Material for this exercise:
--- START ---

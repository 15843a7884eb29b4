use std::collections::HashMap;

use crate::models::bus::{
    BusRoute, Direction, Eta, EtaStatus, LiveVehicle, RouteCategory, Stop, StopSequence,
};

/// Category tabs appear only above this many routes.
pub const CATEGORY_TAB_THRESHOLD: usize = 100;

const COLOR_PREFIXES: [char; 6] = ['紅', '藍', '綠', '棕', '橘', '黃'];
const TRUNK_MARKER: &str = "幹線";

/// Classifies a route by its display name.
///
/// Digits optionally followed by one capital letter or 區 is a number route;
/// a colour word followed by a digit is a colour route; anything containing
/// 幹線 is a trunk line.
pub fn classify(name: &str) -> RouteCategory {
    if is_number_name(name) {
        RouteCategory::Number
    } else if is_color_name(name) {
        RouteCategory::Color
    } else if name.contains(TRUNK_MARKER) {
        RouteCategory::Trunk
    } else {
        RouteCategory::Other
    }
}

fn is_number_name(name: &str) -> bool {
    let digits = match name.chars().last() {
        Some(c) if c.is_ascii_uppercase() || c == '區' => &name[..name.len() - c.len_utf8()],
        _ => name,
    };
    !digits.is_empty() && digits.chars().all(|c| c.is_ascii_digit())
}

fn is_color_name(name: &str) -> bool {
    let mut chars = name.chars();
    matches!(
        (chars.next(), chars.next()),
        (Some(first), Some(second)) if COLOR_PREFIXES.contains(&first) && second.is_ascii_digit()
    )
}

/// One representative per `(RouteUID, name)`, preferring the outbound
/// variant. First-seen order is kept.
pub fn canonical_routes(routes: &[BusRoute]) -> Vec<&BusRoute> {
    let mut order: Vec<(&str, &str)> = Vec::new();
    let mut chosen: HashMap<(&str, &str), &BusRoute> = HashMap::new();

    for route in routes {
        let key = (route.route_uid.as_str(), route.name.as_str());
        match chosen.get(&key).copied() {
            None => {
                order.push(key);
                chosen.insert(key, route);
            }
            Some(existing)
                if existing.direction != Direction::Outbound
                    && route.direction == Direction::Outbound =>
            {
                chosen.insert(key, route);
            }
            Some(_) => {}
        }
    }

    order.into_iter().filter_map(|k| chosen.get(&k).copied()).collect()
}

pub fn show_category_tabs(routes: &[BusRoute]) -> bool {
    routes.len() > CATEGORY_TAB_THRESHOLD
}

/// Categories that have at least one outbound route, in tab order.
pub fn available_categories(routes: &[BusRoute]) -> Vec<RouteCategory> {
    RouteCategory::ALL
        .into_iter()
        .filter(|cat| {
            routes
                .iter()
                .any(|r| r.direction == Direction::Outbound && classify(&r.name) == *cat)
        })
        .collect()
}

/// The route list: canonical routes in `category` (all when `None`) whose
/// name contains `search`, sorted by name.
pub fn route_list<'a>(
    routes: &'a [BusRoute],
    category: Option<RouteCategory>,
    search: &str,
) -> Vec<&'a BusRoute> {
    let mut list: Vec<&BusRoute> = canonical_routes(routes)
        .into_iter()
        .filter(|r| category.is_none_or(|cat| classify(&r.name) == cat))
        .filter(|r| r.name.contains(search))
        .collect();
    list.sort_by(|a, b| a.name.cmp(&b.name));
    list
}

/// The variant of `selected` running in `direction`, if upstream has one.
pub fn variant_for<'a>(
    routes: &'a [BusRoute],
    selected: &BusRoute,
    direction: Direction,
) -> Option<&'a BusRoute> {
    routes
        .iter()
        .find(|r| r.direction == direction && r.is_variant_of(selected))
}

#[derive(Debug, Clone, PartialEq, Eq)]
pub struct DirectionTab {
    pub direction: Direction,
    pub label: String,
}

/// Outbound tab always; inbound tab only when an inbound variant exists.
pub fn direction_tabs(
    routes: &[BusRoute],
    selected: &BusRoute,
    stops: &[StopSequence],
) -> Vec<DirectionTab> {
    let outbound_label = variant_for(routes, selected, Direction::Outbound)
        .and_then(|r| r.destination_stop.clone())
        .unwrap_or_else(|| "去程".to_string());
    let mut tabs = vec![DirectionTab {
        direction: Direction::Outbound,
        label: format!("往{outbound_label}"),
    }];

    if let Some(inbound) = variant_for(routes, selected, Direction::Inbound) {
        let terminal = stops
            .iter()
            .find(|s| {
                s.route_uid == inbound.route_uid
                    && s.sub_route_uid == inbound.sub_route_uid
                    && s.direction == Direction::Inbound
            })
            .and_then(|s| s.stops.last())
            .map(|stop| stop.name.zh_tw.clone())
            .filter(|name| !name.is_empty());
        let label = terminal
            .or_else(|| inbound.destination_stop.clone())
            .unwrap_or_else(|| "回程".to_string());
        tabs.push(DirectionTab {
            direction: Direction::Inbound,
            label: format!("往{label}"),
        });
    }
    tabs
}

pub fn eta_text(status: Option<&EtaStatus>) -> String {
    match status {
        Some(EtaStatus::Normal {
            estimate_seconds: Some(secs),
        }) => {
            let min = secs / 60;
            match min {
                0 => "進站中".to_string(),
                1 => "即將進站".to_string(),
                m if m < 60 => format!("{m}分"),
                m => format!("{}時{}分", m / 60, m % 60),
            }
        }
        Some(EtaStatus::NotDeparted) => "尚未發車".to_string(),
        Some(EtaStatus::TrafficControlled) => "交管不停靠".to_string(),
        Some(EtaStatus::LastBusPassed) => "末班車已過".to_string(),
        Some(EtaStatus::NotOperatingToday) => "今日未營運".to_string(),
        Some(EtaStatus::Normal {
            estimate_seconds: None,
        })
        | None => "—".to_string(),
    }
}

#[derive(Debug, Clone, PartialEq)]
pub struct StopBoardRow {
    pub stop: Stop,
    pub eta: Option<EtaStatus>,
    pub eta_text: String,
    /// Plates of in-service vehicles at this stop.
    pub vehicles: Vec<String>,
}

#[derive(Debug, Clone, PartialEq)]
pub struct StopBoard {
    pub operator: Option<String>,
    pub rows: Vec<StopBoardRow>,
}

/// Stops of `selected` in `direction` with their ETA and present vehicles.
///
/// A vehicle is present at a stop when its sequence matches the stop's, it
/// is not at the direction's terminal sequence, and it is in service.
pub fn stop_board(
    selected: &BusRoute,
    direction: Direction,
    stops: &[StopSequence],
    etas: &[Eta],
    vehicles: &[LiveVehicle],
) -> Vec<StopBoard> {
    let sequences: Vec<&StopSequence> = stops
        .iter()
        .filter(|s| {
            s.route_uid == selected.route_uid
                && s.direction == direction
                && (selected.sub_route_uid.is_none() || s.sub_route_uid == selected.sub_route_uid)
        })
        .collect();

    let terminal = sequences
        .iter()
        .flat_map(|s| s.stops.iter().map(|stop| stop.sequence))
        .max();

    sequences
        .into_iter()
        .map(|seq| StopBoard {
            operator: seq.operators.first().map(|o| o.name.zh_tw.clone()),
            rows: seq
                .stops
                .iter()
                .map(|stop| {
                    let eta = etas
                        .iter()
                        .find(|e| {
                            e.stop_uid == stop.uid
                                && e.direction == direction
                                && e.route_uid == selected.route_uid
                        })
                        .map(|e| e.status);
                    let here = vehicles
                        .iter()
                        .filter(|v| {
                            v.route_uid == selected.route_uid
                                && v.direction == direction
                                && v.stop_sequence == stop.sequence
                                && Some(v.stop_sequence) != terminal
                                && v.in_service()
                        })
                        .map(|v| v.plate_number.clone())
                        .collect();
                    StopBoardRow {
                        stop: stop.clone(),
                        eta_text: eta_text(eta.as_ref()),
                        eta,
                        vehicles: here,
                    }
                })
                .collect(),
        })
        .collect()
}

#[cfg(test)]
mod tests {
    use super::*;
    use crate::models::LocalizedName;
    use crate::models::bus::{OperatingHours, Operator};

    fn route(uid: &str, name: &str, direction: Direction, dest: &str) -> BusRoute {
        BusRoute {
            route_uid: uid.to_string(),
            route_id: None,
            route_name: LocalizedName::new(name),
            sub_route_uid: Some(format!("{uid}0")),
            sub_route_id: None,
            name: name.to_string(),
            direction,
            operators: vec![Operator {
                id: "100".to_string(),
                name: LocalizedName::new("大都會客運"),
            }],
            departure_stop: Some("撫遠街".to_string()),
            destination_stop: Some(dest.to_string()),
            hours: OperatingHours::default(),
        }
    }

    fn stop(uid: &str, name: &str, sequence: u32) -> Stop {
        Stop {
            uid: uid.to_string(),
            id: None,
            name: LocalizedName::new(name),
            sequence,
        }
    }

    fn vehicle(plate: &str, sequence: u32, duty: Option<u8>) -> LiveVehicle {
        LiveVehicle {
            route_uid: "R1".to_string(),
            direction: Direction::Outbound,
            stop_sequence: sequence,
            plate_number: plate.to_string(),
            duty_status: duty,
            bus_status: Some(0),
        }
    }

    #[test]
    fn test_classify_examples() {
        assert_eq!(classify("307"), RouteCategory::Number);
        assert_eq!(classify("紅28"), RouteCategory::Color);
        assert_eq!(classify("信義幹線"), RouteCategory::Trunk);
        assert_eq!(classify("市民小巴"), RouteCategory::Other);
    }

    #[test]
    fn test_classify_number_suffixes() {
        assert_eq!(classify("12A"), RouteCategory::Number);
        assert_eq!(classify("307區"), RouteCategory::Number);
        assert_eq!(classify("12a"), RouteCategory::Other);
        assert_eq!(classify("A"), RouteCategory::Other);
        assert_eq!(classify("紅"), RouteCategory::Other);
        assert_eq!(classify(""), RouteCategory::Other);
    }

    #[test]
    fn test_canonical_prefers_outbound() {
        let routes = vec![
            route("R1", "307", Direction::Inbound, "撫遠街"),
            route("R1", "307", Direction::Outbound, "板橋前站"),
            route("R2", "紅28", Direction::Outbound, "圓山"),
        ];

        let canonical = canonical_routes(&routes);

        assert_eq!(canonical.len(), 2);
        assert_eq!(canonical[0].direction, Direction::Outbound);
        assert_eq!(canonical[0].route_uid, "R1");
        assert_eq!(canonical[1].route_uid, "R2");
    }

    #[test]
    fn test_route_list_filters_and_sorts() {
        let routes = vec![
            route("R3", "信義幹線", Direction::Outbound, "x"),
            route("R1", "307", Direction::Outbound, "x"),
            route("R4", "285", Direction::Outbound, "x"),
            route("R2", "紅28", Direction::Outbound, "x"),
        ];

        let numbers: Vec<&str> = route_list(&routes, Some(RouteCategory::Number), "")
            .iter()
            .map(|r| r.name.as_str())
            .collect();
        assert_eq!(numbers, vec!["285", "307"]);

        let searched = route_list(&routes, None, "28");
        assert_eq!(searched.len(), 2);
    }

    #[test]
    fn test_tabs_threshold_and_available_categories() {
        let few: Vec<BusRoute> = (0..100)
            .map(|i| route(&format!("R{i}"), &i.to_string(), Direction::Outbound, "x"))
            .collect();
        assert!(!show_category_tabs(&few));

        let mut many = few.clone();
        many.push(route("RX", "信義幹線", Direction::Inbound, "x"));
        assert!(show_category_tabs(&many));
        // The trunk route only runs inbound, so it does not earn a tab.
        assert_eq!(available_categories(&many), vec![RouteCategory::Number]);
    }

    #[test]
    fn test_variant_for_and_direction_tabs() {
        let out = route("R1", "307", Direction::Outbound, "板橋前站");
        let mut back = route("R1", "307", Direction::Inbound, "撫遠街");
        back.sub_route_uid = Some("R11".to_string());
        let routes = vec![out.clone(), back.clone()];
        let stops = vec![StopSequence {
            route_uid: "R1".to_string(),
            sub_route_uid: Some("R11".to_string()),
            direction: Direction::Inbound,
            operators: vec![],
            stops: vec![stop("S9", "板橋", 1), stop("S8", "松山車站", 2)],
        }];

        assert_eq!(variant_for(&routes, &out, Direction::Inbound), Some(&back));

        let tabs = direction_tabs(&routes, &out, &stops);
        assert_eq!(tabs.len(), 2);
        assert_eq!(tabs[0].label, "往板橋前站");
        assert_eq!(tabs[1].label, "往松山車站");

        let solo = direction_tabs(&routes[..1], &out, &[]);
        assert_eq!(solo.len(), 1);
    }

    #[test]
    fn test_variant_requires_same_operators() {
        let out = route("R1", "307", Direction::Outbound, "x");
        let mut back = route("R1", "307", Direction::Inbound, "y");
        back.operators[0].id = "200".to_string();
        assert_eq!(variant_for(&[out.clone(), back], &out, Direction::Inbound), None);
    }

    #[test]
    fn test_eta_text() {
        let normal = |s| EtaStatus::Normal {
            estimate_seconds: Some(s),
        };
        assert_eq!(eta_text(Some(&normal(30))), "進站中");
        assert_eq!(eta_text(Some(&normal(90))), "即將進站");
        assert_eq!(eta_text(Some(&normal(600))), "10分");
        assert_eq!(eta_text(Some(&normal(3900))), "1時5分");
        assert_eq!(eta_text(Some(&EtaStatus::NotOperatingToday)), "今日未營運");
        assert_eq!(eta_text(None), "—");
    }

    #[test]
    fn test_stop_board_places_vehicles_but_not_at_terminal() {
        let selected = route("R1", "307", Direction::Outbound, "x");
        let stops = vec![StopSequence {
            route_uid: "R1".to_string(),
            sub_route_uid: Some("R10".to_string()),
            direction: Direction::Outbound,
            operators: vec![Operator {
                id: "100".to_string(),
                name: LocalizedName::new("大都會客運"),
            }],
            stops: vec![stop("S1", "A", 1), stop("S2", "B", 2), stop("S3", "C", 3)],
        }];
        let etas = vec![Eta {
            stop_uid: "S2".to_string(),
            route_uid: "R1".to_string(),
            direction: Direction::Outbound,
            status: EtaStatus::Normal {
                estimate_seconds: Some(240),
            },
        }];
        let vehicles = vec![
            vehicle("AAA-001", 1, Some(0)),
            vehicle("AAA-002", 3, Some(0)),
            vehicle("AAA-003", 2, Some(2)),
        ];

        let board = stop_board(&selected, Direction::Outbound, &stops, &etas, &vehicles);

        assert_eq!(board.len(), 1);
        assert_eq!(board[0].operator.as_deref(), Some("大都會客運"));
        let rows = &board[0].rows;
        assert_eq!(rows[0].vehicles, vec!["AAA-001"]);
        assert!(rows[1].vehicles.is_empty());
        assert!(rows[2].vehicles.is_empty());
        assert_eq!(rows[1].eta_text, "4分");
        assert_eq!(rows[0].eta_text, "—");
    }
}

--- END ---

What to work on:
Review the preceding data and report every line that includes the string "when".

Exercise output:
/// The route list: canonical routes in `category` (all when `None`) whose
/// Outbound tab always; inbound tab only when an inbound variant exists.
/// A vehicle is present at a stop when its sequence matches the stop's, it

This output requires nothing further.